**What you should do:** Go through the data and tally the lines that hold the string "ListShape". Reply with the total alone.
□ □ □ □ □ □ □
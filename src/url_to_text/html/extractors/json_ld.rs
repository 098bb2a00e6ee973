use super::{Extractor, ParsingContext, StructuredRecipeCandidate, TextOrList};
use crate::normalize::{ListShape, ScalarShape};
use crate::url_to_text::text::json_repair::strip_trailing_commas;
use html_escape::decode_html_entities;
use log::debug;
use scraper::Selector;
use serde_json::{Map, Value};
use std::sync::LazyLock;

static LD_JSON_SCRIPT: LazyLock<Selector> = LazyLock::new(|| {
    Selector::parse("script[type='application/ld+json']").expect("ld+json selector")
});

/// Reads schema.org Recipe objects from `application/ld+json` blocks.
///
/// The first Recipe in document order wins; malformed blocks are skipped.
pub struct JsonLdExtractor;

impl Extractor for JsonLdExtractor {
    fn parse(&self, context: &ParsingContext) -> Option<StructuredRecipeCandidate> {
        debug!("JsonLdExtractor: Starting parse for URL: {}", context.url);

        let scripts: Vec<_> = context.document.select(&LD_JSON_SCRIPT).collect();
        debug!(
            "JsonLdExtractor: Found {} JSON-LD script tags",
            scripts.len()
        );

        let candidate = scripts.iter().enumerate().find_map(|(index, script)| {
            let json_ld = parse_block(&script.inner_html()).or_else(|| {
                debug!("JsonLdExtractor: Skipping unparseable JSON-LD {}", index);
                None
            })?;

            let recipe = find_recipe(&json_ld)?;
            debug!("JsonLdExtractor: Found Recipe in JSON-LD {}", index);
            recipe.as_object().map(to_candidate)
        });

        if candidate.is_none() {
            debug!("JsonLdExtractor: No Recipe object in any JSON-LD script");
        }
        candidate
    }
}

/// Parse one script body, retrying once with comment markers and trailing commas removed.
fn parse_block(raw: &str) -> Option<Value> {
    let raw = raw.trim();
    serde_json::from_str(raw).ok().or_else(|| {
        let cleaned = raw.replace("<!--", "").replace("-->", "");
        serde_json::from_str(&strip_trailing_commas(&cleaned)).ok()
    })
}

fn find_recipe(json_ld: &Value) -> Option<&Value> {
    let root = match json_ld {
        Value::Array(items) => items.first()?,
        other => other,
    };

    if is_recipe_type(root) {
        return Some(root);
    }

    root.get("@graph")?
        .as_array()?
        .iter()
        .find(|item| is_recipe_type(item))
}

fn is_recipe_type(value: &Value) -> bool {
    match value.get("@type") {
        Some(Value::String(t)) => t.eq_ignore_ascii_case("recipe"),
        Some(Value::Array(types)) => types
            .iter()
            .filter_map(Value::as_str)
            .any(|t| t.eq_ignore_ascii_case("recipe")),
        _ => false,
    }
}

fn to_candidate(recipe: &Map<String, Value>) -> StructuredRecipeCandidate {
    let mut metadata = recipe.clone();
    let name = metadata.remove("name");
    let description = metadata.remove("description");
    let image = metadata.remove("image");
    let ingredients = metadata.remove("recipeIngredient");
    let instructions = metadata.remove("recipeInstructions");

    StructuredRecipeCandidate {
        name: name
            .and_then(|v| ScalarShape::from_value(&v).first())
            .map(|n| decode_html_symbols(&n)),
        description: description
            .and_then(|v| ScalarShape::from_value(&v).first())
            .map(|d| decode_html_symbols(&d)),
        image,
        recipe_ingredient: ingredients.as_ref().and_then(text_or_list),
        recipe_instructions: instructions.as_ref().and_then(text_or_list),
        metadata,
    }
}

fn text_or_list(value: &Value) -> Option<TextOrList> {
    match ListShape::from_value(value) {
        ListShape::Text(text) => Some(TextOrList::Text(decode_html_symbols(&text))),
        ListShape::Other(_) => None,
        items => Some(TextOrList::List(
            items
                .into_lines()
                .iter()
                .map(|line| decode_html_symbols(line))
                .collect(),
        )),
    }
}

fn decode_html_symbols(text: &str) -> String {
    decode_html_entities(text).into_owned()
}
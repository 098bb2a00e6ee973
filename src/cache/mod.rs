//! Cache gate: short-circuits the pipeline with a previously clipped recipe.
//!
//! Records live in an injected [`RecipeStore`]. Store failures are logged and
//! never reach the caller.

mod disk;
mod memory;

pub use disk::DiskStore;
pub use memory::MemoryStore;

use crate::model::{CachedRecipeRecord, CanonicalRecipe};
use async_trait::async_trait;
use log::{debug, info, warn};
use sha2::{Digest, Sha256};
use std::sync::Arc;
use thiserror::Error;
use url::Url;

#[derive(Debug, Error)]
pub enum StoreError {
    #[error("Store I/O error: {0}")]
    Io(#[from] std::io::Error),

    #[error("Failed to encode record: {0}")]
    Serialization(#[from] serde_json::Error),

    #[error("Store backend error: {0}")]
    Backend(String),
}

/// Key/value collaborator holding serialized records.
#[async_trait]
pub trait RecipeStore: Send + Sync {
    async fn get(&self, key: &str) -> Result<Option<String>, StoreError>;

    async fn put(&self, key: &str, value: String) -> Result<(), StoreError>;
}

/// SHA-256 hex of the normalized URL.
///
/// Scheme and host are lower-cased, the fragment is dropped, and a trailing
/// slash is trimmed from non-root paths. Unparseable input is hashed as given.
pub fn cache_key(url: &str) -> String {
    let normalized = normalize_url(url).unwrap_or_else(|| url.trim().to_string());
    hex::encode(Sha256::digest(normalized.as_bytes()))
}

fn normalize_url(url: &str) -> Option<String> {
    let mut parsed = Url::parse(url.trim()).ok()?;
    parsed.set_fragment(None);

    let path = parsed.path();
    if path.len() > 1 && path.ends_with('/') {
        let trimmed = path.trim_end_matches('/').to_string();
        parsed.set_path(if trimmed.is_empty() { "/" } else { &trimmed });
    }

    Some(parsed.to_string())
}

/// Reads and writes clipped recipes through a [`RecipeStore`].
#[derive(Clone)]
pub struct CacheGate {
    store: Arc<dyn RecipeStore>,
}

impl CacheGate {
    pub fn new(store: Arc<dyn RecipeStore>) -> Self {
        Self { store }
    }

    /// A previously stored record for `url`, marked `from_cache`.
    pub async fn lookup(&self, url: &str) -> Option<CachedRecipeRecord> {
        let key = cache_key(url);
        let stored = match self.store.get(&key).await {
            Ok(Some(stored)) => stored,
            Ok(None) => {
                debug!("Cache miss for {}", url);
                return None;
            }
            Err(e) => {
                warn!("Cache read failed for {}: {}", url, e);
                return None;
            }
        };

        match serde_json::from_str::<CachedRecipeRecord>(&stored) {
            Ok(mut record) => {
                info!("Cache hit for {}", url);
                record.from_cache = true;
                Some(record)
            }
            Err(e) => {
                warn!("Ignoring undecodable cache entry for {}: {}", url, e);
                None
            }
        }
    }

    /// Stamp `recipe` and store it. The fresh record is returned whether or
    /// not the write succeeded.
    pub async fn record(&self, url: &str, recipe: CanonicalRecipe) -> CachedRecipeRecord {
        let record = CachedRecipeRecord::fresh(recipe);
        if let Err(e) = self.write(url, &record).await {
            warn!("Cache write failed for {}: {}", url, e);
        }
        record
    }

    async fn write(&self, url: &str, record: &CachedRecipeRecord) -> Result<(), StoreError> {
        let value = serde_json::to_string(record)?;
        self.store.put(&cache_key(url), value).await
    }
}

#[cfg(test)]
mod tests {
    use super::*;
    use std::collections::BTreeMap;

    struct BrokenStore;

    #[async_trait]
    impl RecipeStore for BrokenStore {
        async fn get(&self, _key: &str) -> Result<Option<String>, StoreError> {
            Err(StoreError::Backend("connection refused".to_string()))
        }

        async fn put(&self, _key: &str, _value: String) -> Result<(), StoreError> {
            Err(StoreError::Backend("connection refused".to_string()))
        }
    }

    fn recipe() -> CanonicalRecipe {
        CanonicalRecipe {
            name: "Flatbread".to_string(),
            description: String::new(),
            ingredients: vec!["flour".to_string(), "water".to_string()],
            instructions: vec!["knead".to_string()],
            image: None,
            source_url: "https://example.com/flatbread".to_string(),
            author: None,
            date_published: None,
            prep_time: None,
            cook_time: None,
            total_time: None,
            recipe_yield: None,
            recipe_category: None,
            recipe_cuisine: None,
            keywords: None,
            nutrition: BTreeMap::new(),
            aggregate_rating: None,
            video: None,
        }
    }

    #[test]
    fn test_cache_key_normalizes_url() {
        let key = cache_key("https://Example.com/recipes/bread/");
        assert_eq!(key.len(), 64);
        assert_eq!(key, cache_key("https://example.com/recipes/bread"));
        assert_eq!(key, cache_key("HTTPS://EXAMPLE.COM/recipes/bread#comments"));
        assert_ne!(key, cache_key("https://example.com/recipes/Bread"));
        assert_ne!(key, cache_key("https://example.com/recipes/bread?print=1"));
    }

    #[test]
    fn test_cache_key_root_path() {
        assert_eq!(cache_key("https://example.com/"), cache_key("https://example.com"));
    }

    #[tokio::test]
    async fn test_record_then_lookup() {
        let gate = CacheGate::new(Arc::new(MemoryStore::new()));
        let url = "https://example.com/flatbread";

        assert!(gate.lookup(url).await.is_none());

        let fresh = gate.record(url, recipe()).await;
        assert!(!fresh.from_cache);

        let cached = gate.lookup(url).await.unwrap();
        assert!(cached.from_cache);
        assert_eq!(cached.recipe, fresh.recipe);
        assert_eq!(cached.scraped_at, fresh.scraped_at);
    }

    #[tokio::test]
    async fn test_store_failures_are_swallowed() {
        let gate = CacheGate::new(Arc::new(BrokenStore));
        let url = "https://example.com/flatbread";

        assert!(gate.lookup(url).await.is_none());
        let record = gate.record(url, recipe()).await;
        assert_eq!(record.recipe.name, "Flatbread");
    }

    #[tokio::test]
    async fn test_undecodable_entry_is_a_miss() {
        let store = Arc::new(MemoryStore::new());
        let url = "https://example.com/flatbread";
        store.put(&cache_key(url), "not json".to_string()).await.unwrap();

        let gate = CacheGate::new(store);
        assert!(gate.lookup(url).await.is_none());
    }
}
□ □ □ □ □ □ □
**Written answer:** 4